Mais de 90% dos inquiridos disse acreditar que a pandemia de Covid-19 está a originar atrasos nos diagnósticos. “Infelizmente já começamos a ver algumas mulheres a serem diagnosticadas numa fase mais tardia e isso deveu-se ao primeiro confinamento” em março de 2020.

O estudo aponta que cerca de dois terços da população recorrem ao médico de família quando suspeitam de uma doença oncológica. “Os cuidados de saúde primários têm um papel muito importante. A questão é que infelizmente, muitas vezes, o apoio e os recursos (…) são insuficientes”, referiu, sendo que a “porta de entrada” destas mulheres quando têm alguma queixa ou sintoma acaba por ser muitas vezes o serviço de urgência ou então procura uma consulta privada.

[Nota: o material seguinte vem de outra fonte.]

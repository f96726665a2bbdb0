use crate::core::system_info::CpuUtilizationSampler;
use crate::ui::system_formatters;
use anyhow::Result;
use clap::ArgMatches;

/// Sample CPU utilization over the warm-up window and print it
pub fn execute(matches: &ArgMatches) -> Result<()> {
    let sampler = CpuUtilizationSampler::new();
    let show_threads = matches.get_flag("threads");

    println!("Sampling CPU utilization...");

    let aggregate = sampler.current_utilisation();
    let threads = if show_threads {
        sampler.threads_utilisation()
    } else {
        Vec::new()
    };

    if aggregate < 0.0 {
        log::warn!("CPU utilization is not available on this system");
    }

    system_formatters::format_utilization(aggregate, &threads);
    Ok(())
}
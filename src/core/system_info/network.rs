use std::collections::HashMap;
use std::net::IpAddr;
use std::path::{Path, PathBuf};

use crate::core::system_info::types::{unknown, Network};
use crate::platform::{
    default_source, network_interfaces, read_number, read_trimmed, row_i64, row_string,
    DeviceKind, HardwareDataSource, ManagementRow, NetworkInterface,
};

pub const NET_CLASS_DIR: &str = "/sys/class/net";
pub const ADAPTER_CONFIGURATION_QUERY: &str =
    "SELECT InterfaceIndex, IPAddress, Description, MACAddress FROM Win32_NetworkAdapterConfiguration";
pub const ADAPTER_QUERY: &str =
    "SELECT Index, AdapterTypeID, Name, PNPDeviceID, InterfaceIndex FROM Win32_NetworkAdapter";

/// `ARPHRD_ETHER`
const ARPHRD_ETHER: i64 = 1;
/// `ARPHRD_LOOPBACK`
const ARPHRD_LOOPBACK: i64 = 772;

/// Get all network adapters of this machine.
pub fn get_all_networks() -> Vec<Network> {
    collect_from(default_source().as_ref())
}

pub fn collect_from(source: &dyn HardwareDataSource) -> Vec<Network> {
    let interfaces = network_interfaces(source.enumerate_devices(DeviceKind::NetworkInterface));
    if !interfaces.is_empty() {
        return interfaces
            .iter()
            .map(|interface| network_from_sysfs(source, interface))
            .collect();
    }

    match source.run_management_query(ADAPTER_CONFIGURATION_QUERY) {
        Some(rows) => {
            let types = adapter_types(source);
            rows.iter()
                .map(|row| network_from_configuration(row, &types))
                .collect()
        }
        None => Vec::new(),
    }
}

fn network_from_sysfs(source: &dyn HardwareDataSource, interface: &NetworkInterface) -> Network {
    let dir = Path::new(NET_CLASS_DIR).join(&interface.name);

    let ip4 = interface.addresses.iter().find(|addr| addr.is_ipv4());
    // Only the link-local address identifies the adapter itself.
    let ip6 = interface.addresses.iter().find(|addr| is_link_local_v6(addr));

    Network {
        index: read_number(source, dir.join("ifindex"))
            .map(|index| index.to_string())
            .unwrap_or_else(unknown),
        description: interface.name.clone(),
        mac: read_trimmed(source, dir.join("address")).unwrap_or_else(unknown),
        ip4: ip4.map(IpAddr::to_string).unwrap_or_else(unknown),
        ip6: ip6.map(IpAddr::to_string).unwrap_or_else(unknown),
        interface_type: interface_type(source, &interface.name, &dir),
    }
}

fn is_link_local_v6(addr: &IpAddr) -> bool {
    match addr {
        IpAddr::V6(v6) => (v6.segments()[0] & 0xffc0) == 0xfe80,
        IpAddr::V4(_) => false,
    }
}

/// Classify an interface from the shape of its sysfs directory.
fn interface_type(source: &dyn HardwareDataSource, name: &str, dir: &Path) -> String {
    let link_mentions_usb = |path: PathBuf| {
        source
            .read_link(&path)
            .map(|target| target.to_string_lossy().contains("usb"))
            .unwrap_or(false)
    };
    let arp_type = read_number(source, dir.join("type"));

    let kind = if exists(source, &dir.join("wireless")) {
        "WiFi"
    } else if arp_type == Some(ARPHRD_LOOPBACK) || name == "lo" {
        "Loopback"
    } else if link_mentions_usb(dir.join("device/driver/module"))
        || link_mentions_usb(dir.join("device"))
    {
        "USB Ethernet"
    } else if exists(source, &dir.join("bridge")) {
        "Bridge"
    } else if exists(source, &dir.join("tun_flags")) {
        "TUN/TAP"
    } else if arp_type == Some(ARPHRD_ETHER) {
        "Ethernet"
    } else {
        return unknown();
    };

    kind.to_string()
}

fn exists(source: &dyn HardwareDataSource, path: &Path) -> bool {
    source.read_text(path).is_some() || !source.list_directory(path).is_empty()
}

/// Adapter type per `InterfaceIndex`, from `Win32_NetworkAdapter`.
fn adapter_types(source: &dyn HardwareDataSource) -> HashMap<i64, String> {
    source
        .run_management_query(ADAPTER_QUERY)
        .unwrap_or_default()
        .iter()
        .filter_map(|row| {
            let interface_index = row_i64(row, "InterfaceIndex").filter(|index| *index > 0)?;
            let kind = adapter_type_name(
                row_i64(row, "AdapterTypeID").unwrap_or(0),
                &row_string(row, "Name").unwrap_or_default(),
                &row_string(row, "PNPDeviceID").unwrap_or_default(),
            );
            Some((interface_index, kind))
        })
        .collect()
}

/// Map a WMI `AdapterTypeID` plus name hints to an interface type.
pub fn adapter_type_name(type_id: i64, name: &str, pnp_device_id: &str) -> String {
    let kind = match type_id {
        0 if name.contains("Hyper-V") => "Hyper-V Virtual Adapter",
        0 if name.contains("Kernel Debug") => "Kernel Debug Adapter",
        0 if name.contains("Switch") => "Virtual Switch Adapter",
        0 => "Ethernet",
        9 => "WiFi",
        _ if name.contains("Loopback") => "Loopback",
        _ if name.contains("TAP-Windows") || name.contains("TUN") => "TUN/TAP",
        _ if name.contains("Bridge") => "Bridge",
        _ if name.contains("Hyper-V") => "Hyper-V Virtual Adapter",
        _ if pnp_device_id.contains("USB") || name.contains("USB") => "USB Ethernet",
        _ => return unknown(),
    };
    kind.to_string()
}

fn network_from_configuration(row: &ManagementRow, types: &HashMap<i64, String>) -> Network {
    let index = row_i64(row, "InterfaceIndex");

    let addresses: Vec<IpAddr> = match row.get("IPAddress") {
        Some(serde_json::Value::Array(items)) => items
            .iter()
            .filter_map(|item| item.as_str()?.parse().ok())
            .collect(),
        _ => Vec::new(),
    };

    Network {
        index: index.map(|i| i.to_string()).unwrap_or_else(unknown),
        description: row_string(row, "Description").unwrap_or_else(unknown),
        mac: row_string(row, "MACAddress").unwrap_or_else(unknown),
        ip4: addresses
            .iter()
            .find(|addr| addr.is_ipv4())
            .map(IpAddr::to_string)
            .unwrap_or_else(unknown),
        ip6: addresses
            .iter()
            .find(|addr| is_link_local_v6(addr))
            .map(IpAddr::to_string)
            .unwrap_or_else(unknown),
        interface_type: index
            .and_then(|i| types.get(&i).cloned())
            .unwrap_or_else(unknown),
    }
}
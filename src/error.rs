use std::io;
use thiserror::Error;

/// Custom error type for hwinfo
///
/// Most of the crate never surfaces these to callers: a missing file, an
/// unsupported query or an unparsable number degrades to an unknown field.
/// The enum exists so internal helpers can use `?` and log the reason at the
/// point where the failure is recovered.
#[derive(Error, Debug)]
pub enum HwInfoError {
    #[error("IO error: {0}")]
    Io(#[from] io::Error),

    #[error("JSON error: {0}")]
    Json(#[from] serde_json::Error),

    #[error("WMI error: {0}")]
    Wmi(String),

    #[error("Cannot parse {field} from {value:?}")]
    Parse { field: &'static str, value: String },
}

/// Result type alias for hwinfo
pub type Result<T> = std::result::Result<T, HwInfoError>;

impl HwInfoError {
    /// Create a WMI error
    pub fn wmi<S: Into<String>>(msg: S) -> Self {
        HwInfoError::Wmi(msg.into())
    }

    /// Create a parse error for the named field
    pub fn parse<S: Into<String>>(field: &'static str, value: S) -> Self {
        HwInfoError::Parse {
            field,
            value: value.into(),
        }
    }
}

Cerca de 314 mil mulheres são diagnosticadas todos os anos com cancro do ovário e perto de 207 mil morrem, anualmente, em todo o mundo. Em média, 600 portuguesas são diagnosticadas por ano, maioritariamente na pós-menopausa, com mais de 50 anos. Uma em cada 78 mulheres pode vir a desenvolver este cancro durante a vida, estimando-se que, até 2035, a incidência mundial aumente 55% e a mortalidade suba para 67%.